TASK DETAILS: Whatever appears in the entries must be given again exactly.
──────── PROVIDED RECORDS ────────
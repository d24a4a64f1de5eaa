//! Smartstyle Core
//!
//! This crate provides core types, traits, and error definitions
//! shared by the smartstyle crates.
//!
//! # Overview
//!
//! The core crate contains:
//! - [`Scene`], [`SceneLike`] - Text-bearing units handed over by a host pipeline
//! - [`ContentKind`] - The kinds of units a step can apply to
//! - [`OptionValues`] - Resolved option values keyed by option id
//! - [`SmartStyleError`] - Error types

pub mod error;
pub mod types;

pub use error::{Result, SmartStyleError};
pub use types::{ContentKind, OptionValues, Scene, SceneLike};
────────
RESPONSE BELOW:
repository d24a4a64f1de5eaa
//! Smartstyle Core
//!
//! This crate provides core types, traits, and error definitions
//! shared by the smartstyle crates.
//!
//! # Overview
//!
//! The core crate contains:
//! - [`Scene`], [`SceneLike`] - Text-bearing units handed over by a host pipeline
//! - [`ContentKind`] - The kinds of units a step can apply to
//! - [`OptionValues`] - Resolved option values keyed by option id
//! - [`SmartStyleError`] - Error types

pub mod error;
pub mod types;

pub use error::{Result, SmartStyleError};
pub use types::{ContentKind, OptionValues, Scene, SceneLike};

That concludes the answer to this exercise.